Page MenuHomePhabricator

PR41162 Implement LKK remainder and divisibility algorithms [urem]
Needs ReviewPublic

Authored by TG908 on Wed, Oct 2, 4:31 PM.

Details

Summary

This patch implements the LKK algorithm for optimizing remainder computations with a constant divisor.
LKK is an improvement on the previously used Granlund-Montgomery-Warren approach.

SREM Patch
PR41162
LKK Paper

Notes:

  • I added functions foldSREM and foldUREM in DAGCombiner.cpp to handle signed and unsigned remainders.
  • Tests have been performed on x86 for every 8 bit signed and unsigned remainder operation.
  • Tests for 32 bit signed remainders have been performed on a large set of random integers.
  • I also added some llc code gen tests.
  • I am a bit unsure whether my isOperationLegalOrCustomOrPromote checks are too strict.

Diff Detail

Event Timeline

TG908 created this revision.Wed, Oct 2, 4:31 PM
efriedma added inline comments.Wed, Oct 2, 5:04 PM
llvm/test/CodeGen/AArch64/srem-llk.ll
20 ↗(On Diff #222924)

This looks like it's actually more instructions than trunk.

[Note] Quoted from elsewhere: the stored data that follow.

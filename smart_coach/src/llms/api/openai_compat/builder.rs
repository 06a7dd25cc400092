use super::OpenAiCompatConfig;
use crate::{
    llms::{
        api::config::{ApiConfig, LlmApiConfigTrait},
        SmartCoach,
    },
    logging::{LoggingConfig, LoggingConfigTrait},
    requests::{CoachError, RequestConfig, RequestConfigTrait},
};

// Everything here can be implemented for any struct.
#[derive(Default)]
pub struct SmartCoachBuilder {
    pub config: OpenAiCompatConfig,
}

impl SmartCoachBuilder {
    pub fn new() -> Self {
        Default::default()
    }

    /// Start the logger (when enabled) and build the coach.
    ///
    /// The credential is not checked here; it is resolved on every call.
    pub fn init(self) -> crate::Result<SmartCoach, CoachError> {
        SmartCoach::new(self.config)
    }
}

impl LlmApiConfigTrait for SmartCoachBuilder {
    fn api_base_config_mut(&mut self) -> &mut ApiConfig {
        &mut self.config.api_config
    }

    fn api_config(&self) -> &ApiConfig {
        &self.config.api_config
    }
}

impl LoggingConfigTrait for SmartCoachBuilder {
    fn logging_config_mut(&mut self) -> &mut LoggingConfig {
        &mut self.config.logging_config
    }
}

impl RequestConfigTrait for SmartCoachBuilder {
    fn config(&mut self) -> &mut RequestConfig {
        &mut self.config.request_config
    }
}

jdoerfert resigned from this revision.Wed, Oct 2, 10:18 PM

Unsure how I ended up being a reviewer here in the first place.

Please precommit all new tests and rebase.

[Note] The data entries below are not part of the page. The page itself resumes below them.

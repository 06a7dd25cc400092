// Internal modules
mod error;
mod extract;
mod input;
mod instruction;
mod req_components;
mod result;

// Public exports
pub use error::CoachError;
pub(crate) use extract::extract_with_stage;
pub use extract::{extract, ExtractionFailure, ExtractionStage};
pub use input::CoachingInput;
pub use instruction::{user_message, SYSTEM_INSTRUCTION, SYSTEM_INSTRUCTION_VERSION};
pub use req_components::{RequestConfig, RequestConfigTrait};
pub use result::{Critique, QuestionWithReasoning, SmartQuestions, StructuredCoachResult};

TG908 edited the summary of this revision. (Show Details)Thu, Oct 3, 12:42 AM
TG908 updated this revision to Diff 222976.Thu, Oct 3, 1:39 AM

put new tests in a separate commit

foad added inline comments.Thu, Oct 3, 2:27 AM
llvm/lib/CodeGen/SelectionDAG/DAGCombiner.cpp
3932

Is the "lower X%C to the equivalent of X-X/C*C" code below obsolete now, or is it still required in some cases?

3970

Why "same comparison result"? Do you mean "same result"?

4069

Ditto.

TG908 added inline comments.Thu, Oct 3, 2:51 AM
llvm/lib/CodeGen/SelectionDAG/DAGCombiner.cpp
3932

It is required when:

  • we have both a rem and a div node and we want to combine them.
  • for rem operations on integer types greater than half the max register width.
3970

yes

TG908 updated this revision to Diff 222985.Thu, Oct 3, 4:28 AM
  • put tests in separate commit
  • ran tests
  • fixed comment error
  • updated tests
TG908 marked 3 inline comments as done.Thu, Oct 3, 4:29 AM

put new tests in a separate commit

Well, New test files are still part of this revision. Please just land new test files and then rebase this patch so we can see codegen diff.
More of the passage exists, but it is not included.